Nuestra sociedad occidental se ha ido construyendo a lo largo de los siglos sobre una serie de presupuestos que al ser caracterizados como “naturales” o “esenciales” se han convertido en prácticamente incuestionables. Se ha conformando así una hegemonía en la que una serie de ideas, valores, tradiciones y discursos se han perpetuado frente a otros; se han reproducido y se siguen reproduciendo, haciendo parecer que las cosas son así porque no pueden ser de otra manera.

Pero las categorías con las que se identifica a las personas como iguales o diferentes son construcciones sociales que no reflejan naturalezas ni esencias sino que expresan y transmiten relaciones de privilegio y subordinación.

El patriarcado es uno de los pilares fundamentales sobre los que se ha sustentado esta hegemonía, porque en él se apoya y sobre él se construye el principal entramado de dominación existente; el que la mitad de la población, la constituida por las personas de género masculino ejerce sobre la otra mitad, las de género femenino.

Kate Millett en su “Theory of sexual politics” subraya que a pesar de lo silenciosa que sea su apariencia presente, la dominación por razón de sexo es probablemente la ideología más extendida en nuestra cultura y la que le proporciona su principal concepto de poder.

Esto es así porque nuestra sociedad, al igual que todas las civilizaciones históricas, es patriarcal. Señala la filósofa americana que este hecho se hace evidente si uno se fija en el ejército, la industria, la tecnología, la ciencia, las universidades, la política institucional, las finanzas,... cada avenida del poder en nuestras sociedades, incluyendo la fuerza coercitiva ejercida por la policía, está completamente en manos masculinas.

La sociedad patriarcal, mediante una elaborada y re-elaborada retórica ha relegado sistemáticamente a las mujeres a una posición de subordinación y marginalidad. Mediante estos discursos hegemónicos y a través de los metarrelatos que los han sustentado se han construido identidades de género absolutamente sesgadas.

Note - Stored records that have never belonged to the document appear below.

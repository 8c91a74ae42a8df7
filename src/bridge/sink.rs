//! Delivery of parsed readings to the reading store API.

use std::future::Future;
use std::time::Duration;

use serde::Serialize;
use tracing::trace;

use crate::error::{PotError, Result};

/// Somewhere the bridge can hand a reading to.
pub trait ReadingSink {
    /// Human-readable destination, for logs.
    fn target(&self) -> &str;

    /// Deliver one reading. A failure is reported once and never retried.
    fn deliver(&self, value: i64) -> impl Future<Output = Result<()>> + Send;
}

/// Wire payload of `POST /api/readings`.
#[derive(Debug, Clone, Copy, PartialEq, Eq, Serialize)]
pub struct DeliveryPayload {
    pub value: i64,
}

/// Posts readings to the API over HTTP.
#[derive(Debug, Clone)]
pub struct HttpSink {
    client: reqwest::Client,
    url: String,
}

impl HttpSink {
    /// Client for `url` whose every call is bounded by `timeout`.
    pub fn new(url: impl Into<String>, timeout: Duration) -> Result<Self> {
        let client = reqwest::Client::builder()
            .timeout(timeout)
            .build()
            .map_err(|e| PotError::Other(format!("Failed to build HTTP client: {e}")))?;
        Ok(Self {
            client,
            url: url.into(),
        })
    }

    fn delivery_error(&self, err: &reqwest::Error) -> PotError {
        PotError::Delivery {
            url: self.url.clone(),
            reason: err.to_string(),
        }
    }
}

impl ReadingSink for HttpSink {
    fn target(&self) -> &str {
        &self.url
    }

    async fn deliver(&self, value: i64) -> Result<()> {
        let response = self
            .client
            .post(&self.url)
            .json(&DeliveryPayload { value })
            .send()
            .await
            .map_err(|e| self.delivery_error(&e))?;

        let status = response.status();
        response
            .error_for_status()
            .map_err(|e| self.delivery_error(&e))?;

        trace!(%status, value, "API accepted reading");
        Ok(())
    }
}
//! CLI argument definitions and command dispatch.

use clap::{ArgAction, Parser, Subcommand, ValueEnum};
use std::path::PathBuf;

use crate::config::Settings;

/// Pot logger - log potentiometer readings from a serial sensor kit.
///
/// Run `init-db` once, then `serve` and `bridge` as two long-running
/// processes. Robot Mode: use --robot for JSON output and JSON logs.
#[derive(Parser, Debug)]
#[command(name = "potlog", version, about, long_about = None)]
#[command(propagate_version = true)]
pub struct Cli {
    /// Output format (text for humans, json for agents/scripts)
    #[arg(
        long,
        short = 'f',
        default_value = "text",
        global = true,
        env = "POTLOG_FORMAT"
    )]
    pub format: OutputFormat,

    /// Robot mode: JSON output and JSON log lines
    #[arg(long, global = true)]
    pub robot: bool,

    /// Verbose output (repeat for more detail)
    #[arg(long, short = 'v', global = true, action = ArgAction::Count)]
    pub verbose: u8,

    /// Quiet mode (only errors)
    #[arg(long, short = 'q', global = true)]
    pub quiet: bool,

    /// Settings file (.toml, .yaml or .yml)
    #[arg(long, short = 'c', global = true, env = "POTLOG_CONFIG")]
    pub config: Option<PathBuf>,

    #[command(subcommand)]
    pub command: Commands,
}

/// Output format selection.
#[derive(Debug, Clone, Copy, Default, ValueEnum)]
pub enum OutputFormat {
    /// Human-readable text with optional color
    #[default]
    Text,
    /// JSON output for scripts and agents
    Json,
    /// Compact JSON (single line)
    JsonCompact,
}

impl Cli {
    /// Returns true if output should be JSON (robot mode or explicit --format=json).
    pub const fn use_json(&self) -> bool {
        self.robot || matches!(self.format, OutputFormat::Json | OutputFormat::JsonCompact)
    }

    /// Returns true if output should be compact JSON.
    pub const fn use_compact_json(&self) -> bool {
        matches!(self.format, OutputFormat::JsonCompact)
    }
}

/// Available commands.
#[derive(Subcommand, Debug)]
pub enum Commands {
    // === Roles ===
    /// Delete and recreate the readings database
    InitDb(InitDbArgs),

    /// Serve the reading store HTTP API
    Serve(ServeArgs),

    /// Poll the instrument and forward readings to the API
    Bridge(BridgeArgs),

    // === Discovery ===
    /// List serial ports visible to this machine
    Ports,

    /// Show the effective configuration
    Config(ConfigArgs),

    // === Utilities ===
    /// Show version and build information
    Version,

    /// Generate shell completions
    Completions(CompletionsArgs),
}

// === Argument Structs ===

#[derive(Parser, Debug)]
pub struct InitDbArgs {
    /// Database file (discarded and recreated)
    #[arg(long, env = "POTLOG_DB")]
    pub db: Option<PathBuf>,
}

#[derive(Parser, Debug)]
pub struct ServeArgs {
    /// Address to listen on, e.g. 0.0.0.0:5000
    #[arg(long, short = 'b')]
    pub bind: Option<String>,

    /// Database file created by `potlog init-db`
    #[arg(long, env = "POTLOG_DB")]
    pub db: Option<PathBuf>,
}

#[derive(Parser, Debug)]
pub struct BridgeArgs {
    /// Serial port of the instrument (see `potlog ports`)
    #[arg(long, short = 'p', env = "POTLOG_PORT")]
    pub port: Option<String>,

    /// Serial baud rate
    #[arg(long)]
    pub baud: Option<u32>,

    /// Base URL of the reading store API
    #[arg(long, env = "POTLOG_API_URL")]
    pub api_url: Option<String>,

    /// Milliseconds between readings
    #[arg(long)]
    pub interval_ms: Option<u64>,
}

#[derive(Parser, Debug)]
pub struct ConfigArgs {
    /// Only print where the settings file is looked up
    #[arg(long)]
    pub path: bool,
}

#[derive(Parser, Debug)]
pub struct CompletionsArgs {
    /// Shell to generate completions for
    pub shell: clap_complete::Shell,
}

impl InitDbArgs {
    pub fn apply(&self, settings: &mut Settings) {
        if let Some(db) = &self.db {
            settings.store.path.clone_from(db);
        }
    }
}

impl ServeArgs {
    pub fn apply(&self, settings: &mut Settings) {
        if let Some(bind) = &self.bind {
            settings.api.bind.clone_from(bind);
        }
        if let Some(db) = &self.db {
            settings.store.path.clone_from(db);
        }
    }
}

impl BridgeArgs {
    pub fn apply(&self, settings: &mut Settings) {
        if let Some(port) = &self.port {
            settings.device.port.clone_from(port);
        }
        if let Some(baud) = self.baud {
            settings.device.baud_rate = baud;
        }
        if let Some(url) = &self.api_url {
            settings.bridge.api_url.clone_from(url);
        }
        if let Some(interval) = self.interval_ms {
            settings.bridge.interval_ms = interval;
        }
    }
}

El relato mitológico, y sus posteriores reelaboraciones es un ejemplo de cómo el ser humano, de manera más o menos consciente o inconsciente, ha utilizado su capacidad para simbolizar al servicio de dichos discursos; para significarlos, justificarlos y perpetuarlos.

Por ello, al abordar el análisis del mito no podemos extraer de la ecuación la variable “género”, ya que si lo hacemos nos resultará imposible entender el desarrollo de la cultura, la sociedad, las instituciones, la política y la historia y sobre todo, nos impedirá dar cuenta de la razón por la cual unos sujetos, las mujeres, ocupan esa posición de subordinación frente a los otros, los hombres.

El género es inherentemente histórico, ya que es producto de la cultura humana. Es una construcción social, se trata, como lo define Joan Scott, de la forma de referirse a la organización social de las relaciones entre los sexos. Este concepto de género, forjado por las feministas americanas de los años 70, pone el acento en la cualidad fundamentalmente social, histórica y contingente  de las distinciones basadas en el sexo. En mi opinión es una herramienta valiosísima para adentrarnos en el conocimiento e interpretación de los mitos, porque el género, además de ser el elemento constitutivo de las relaciones sociales basadas en las diferencias que distinguen a los sexos, es también la forma primaria de las relaciones significantes de poder.

Los mitos forman parte de esos metarrelatos de construcción de identidades sociales y culturales. Los relatos de la mitología greco-latina y la Biblia sirvieron ( y de alguna manera siguen sirviendo) de piedra angular para el desarrollo de un tipo de sociedad donde los individuos están sujetos a las estructuras de poder, donde ciertos grupos de personas, principalmente las mujeres, son silenciados y relegados al papel de subalternos en relaciones completamente asimétricas que son precisamente las que construyen los roles sociales y las que organizan los discursos a través de los que nos imaginamos a nosotros mismos y damos sentido a nuestra existencia.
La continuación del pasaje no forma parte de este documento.